═══ Records shown
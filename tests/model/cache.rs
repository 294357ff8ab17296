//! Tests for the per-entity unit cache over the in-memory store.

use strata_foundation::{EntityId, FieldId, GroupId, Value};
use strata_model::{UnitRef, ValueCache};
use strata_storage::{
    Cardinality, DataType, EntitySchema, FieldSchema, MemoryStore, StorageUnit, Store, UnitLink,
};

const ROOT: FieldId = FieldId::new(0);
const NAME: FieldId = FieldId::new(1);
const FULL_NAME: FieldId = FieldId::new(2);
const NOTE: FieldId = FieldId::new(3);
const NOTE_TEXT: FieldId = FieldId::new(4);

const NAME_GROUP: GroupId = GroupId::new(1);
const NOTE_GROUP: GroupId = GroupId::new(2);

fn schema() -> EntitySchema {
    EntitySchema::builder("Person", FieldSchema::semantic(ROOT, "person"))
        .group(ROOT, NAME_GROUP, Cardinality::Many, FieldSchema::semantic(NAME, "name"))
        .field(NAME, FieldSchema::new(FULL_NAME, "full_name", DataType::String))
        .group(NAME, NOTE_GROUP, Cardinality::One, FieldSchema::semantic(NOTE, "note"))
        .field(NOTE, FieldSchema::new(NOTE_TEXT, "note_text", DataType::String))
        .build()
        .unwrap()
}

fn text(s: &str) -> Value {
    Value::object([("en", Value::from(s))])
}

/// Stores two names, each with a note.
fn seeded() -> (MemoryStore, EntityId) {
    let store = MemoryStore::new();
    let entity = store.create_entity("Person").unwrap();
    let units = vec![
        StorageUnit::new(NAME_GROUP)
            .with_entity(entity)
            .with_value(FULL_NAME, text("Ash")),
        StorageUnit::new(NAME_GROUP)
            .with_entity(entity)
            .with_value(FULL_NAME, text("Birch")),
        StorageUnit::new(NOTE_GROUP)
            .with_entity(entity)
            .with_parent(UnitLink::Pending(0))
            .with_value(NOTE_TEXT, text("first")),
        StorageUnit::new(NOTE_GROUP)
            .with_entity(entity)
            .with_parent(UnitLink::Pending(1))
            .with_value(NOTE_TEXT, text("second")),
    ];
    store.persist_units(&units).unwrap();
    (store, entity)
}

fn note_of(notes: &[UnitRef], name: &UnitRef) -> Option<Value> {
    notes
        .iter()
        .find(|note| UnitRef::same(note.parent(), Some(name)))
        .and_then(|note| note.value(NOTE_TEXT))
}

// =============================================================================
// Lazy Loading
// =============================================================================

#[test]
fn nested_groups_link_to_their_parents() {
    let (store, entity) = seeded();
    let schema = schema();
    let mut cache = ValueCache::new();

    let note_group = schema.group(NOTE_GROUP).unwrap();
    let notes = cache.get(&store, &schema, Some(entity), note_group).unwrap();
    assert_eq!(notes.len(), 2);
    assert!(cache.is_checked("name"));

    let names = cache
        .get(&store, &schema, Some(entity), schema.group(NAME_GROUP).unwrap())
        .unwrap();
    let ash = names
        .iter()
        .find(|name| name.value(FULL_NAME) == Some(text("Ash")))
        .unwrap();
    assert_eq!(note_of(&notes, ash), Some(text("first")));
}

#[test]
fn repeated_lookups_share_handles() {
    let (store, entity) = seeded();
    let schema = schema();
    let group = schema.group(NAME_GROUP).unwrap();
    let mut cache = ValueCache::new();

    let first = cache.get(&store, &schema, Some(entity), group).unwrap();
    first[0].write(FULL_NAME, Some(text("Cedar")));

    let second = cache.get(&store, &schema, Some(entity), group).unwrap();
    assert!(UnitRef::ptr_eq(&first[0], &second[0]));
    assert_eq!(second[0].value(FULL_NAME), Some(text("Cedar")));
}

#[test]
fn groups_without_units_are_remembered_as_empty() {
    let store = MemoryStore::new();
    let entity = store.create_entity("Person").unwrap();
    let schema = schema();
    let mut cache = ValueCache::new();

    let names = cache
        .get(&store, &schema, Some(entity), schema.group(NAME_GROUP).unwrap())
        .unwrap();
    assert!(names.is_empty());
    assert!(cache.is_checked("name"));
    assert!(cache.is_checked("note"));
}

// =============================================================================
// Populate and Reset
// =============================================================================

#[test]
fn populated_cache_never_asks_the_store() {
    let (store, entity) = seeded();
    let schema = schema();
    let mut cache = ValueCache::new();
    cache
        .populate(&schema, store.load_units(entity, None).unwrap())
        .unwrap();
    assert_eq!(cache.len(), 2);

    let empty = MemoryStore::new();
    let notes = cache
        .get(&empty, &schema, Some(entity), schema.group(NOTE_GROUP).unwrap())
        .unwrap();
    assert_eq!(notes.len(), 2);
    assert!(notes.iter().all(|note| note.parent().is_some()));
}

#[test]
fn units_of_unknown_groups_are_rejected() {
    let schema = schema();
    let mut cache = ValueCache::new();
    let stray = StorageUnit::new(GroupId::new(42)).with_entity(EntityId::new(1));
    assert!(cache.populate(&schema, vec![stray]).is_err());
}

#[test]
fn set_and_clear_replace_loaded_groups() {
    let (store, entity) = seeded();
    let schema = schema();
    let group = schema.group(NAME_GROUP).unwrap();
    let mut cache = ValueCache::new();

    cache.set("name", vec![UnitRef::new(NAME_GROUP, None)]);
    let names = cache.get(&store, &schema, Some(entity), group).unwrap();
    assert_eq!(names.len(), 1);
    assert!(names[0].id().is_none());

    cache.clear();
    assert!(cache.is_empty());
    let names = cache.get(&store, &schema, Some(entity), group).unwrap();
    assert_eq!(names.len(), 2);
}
══════
═══ Records shown
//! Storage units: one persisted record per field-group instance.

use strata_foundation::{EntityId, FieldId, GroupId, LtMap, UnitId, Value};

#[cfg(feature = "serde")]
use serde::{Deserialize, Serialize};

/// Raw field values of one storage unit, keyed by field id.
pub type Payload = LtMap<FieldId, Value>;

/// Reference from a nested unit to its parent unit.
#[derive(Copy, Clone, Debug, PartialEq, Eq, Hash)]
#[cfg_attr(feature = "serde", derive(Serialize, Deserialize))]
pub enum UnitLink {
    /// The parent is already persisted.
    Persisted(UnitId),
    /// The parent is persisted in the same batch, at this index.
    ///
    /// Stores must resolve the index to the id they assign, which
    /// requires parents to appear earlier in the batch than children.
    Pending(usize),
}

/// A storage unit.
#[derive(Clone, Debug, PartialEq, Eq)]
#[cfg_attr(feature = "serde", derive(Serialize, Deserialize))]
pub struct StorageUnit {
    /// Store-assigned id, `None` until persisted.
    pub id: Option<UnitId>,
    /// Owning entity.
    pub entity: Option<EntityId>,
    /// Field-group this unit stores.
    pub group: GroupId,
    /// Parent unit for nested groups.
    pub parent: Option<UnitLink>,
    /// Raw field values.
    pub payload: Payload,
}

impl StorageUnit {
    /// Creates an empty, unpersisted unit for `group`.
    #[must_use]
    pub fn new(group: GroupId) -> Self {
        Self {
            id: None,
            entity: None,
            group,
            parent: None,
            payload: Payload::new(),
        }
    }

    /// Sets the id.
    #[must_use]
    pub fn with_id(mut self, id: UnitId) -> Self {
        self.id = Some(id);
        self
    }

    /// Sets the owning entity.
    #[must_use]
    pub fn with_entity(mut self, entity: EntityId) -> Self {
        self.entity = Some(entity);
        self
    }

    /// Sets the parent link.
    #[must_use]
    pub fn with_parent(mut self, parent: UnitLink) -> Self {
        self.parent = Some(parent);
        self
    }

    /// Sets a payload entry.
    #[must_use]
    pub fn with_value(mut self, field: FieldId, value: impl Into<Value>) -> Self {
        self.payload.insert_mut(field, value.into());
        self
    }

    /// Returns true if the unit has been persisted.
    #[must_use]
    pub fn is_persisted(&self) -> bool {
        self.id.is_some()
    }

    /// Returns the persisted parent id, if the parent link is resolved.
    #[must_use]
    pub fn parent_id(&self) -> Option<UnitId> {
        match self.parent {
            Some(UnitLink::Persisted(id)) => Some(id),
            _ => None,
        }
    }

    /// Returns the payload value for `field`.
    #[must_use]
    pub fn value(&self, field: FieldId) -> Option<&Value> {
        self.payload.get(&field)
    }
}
══════
- **Required work**
Which lines of the records contain the word "UnitId"? Copy each of them.

- **Exercise response**
use strata_foundation::{EntityId, FieldId, GroupId, LtMap, UnitId, Value};
    Persisted(UnitId),
    pub id: Option<UnitId>,
    pub fn with_id(mut self, id: UnitId) -> Self {
    pub fn parent_id(&self) -> Option<UnitId> {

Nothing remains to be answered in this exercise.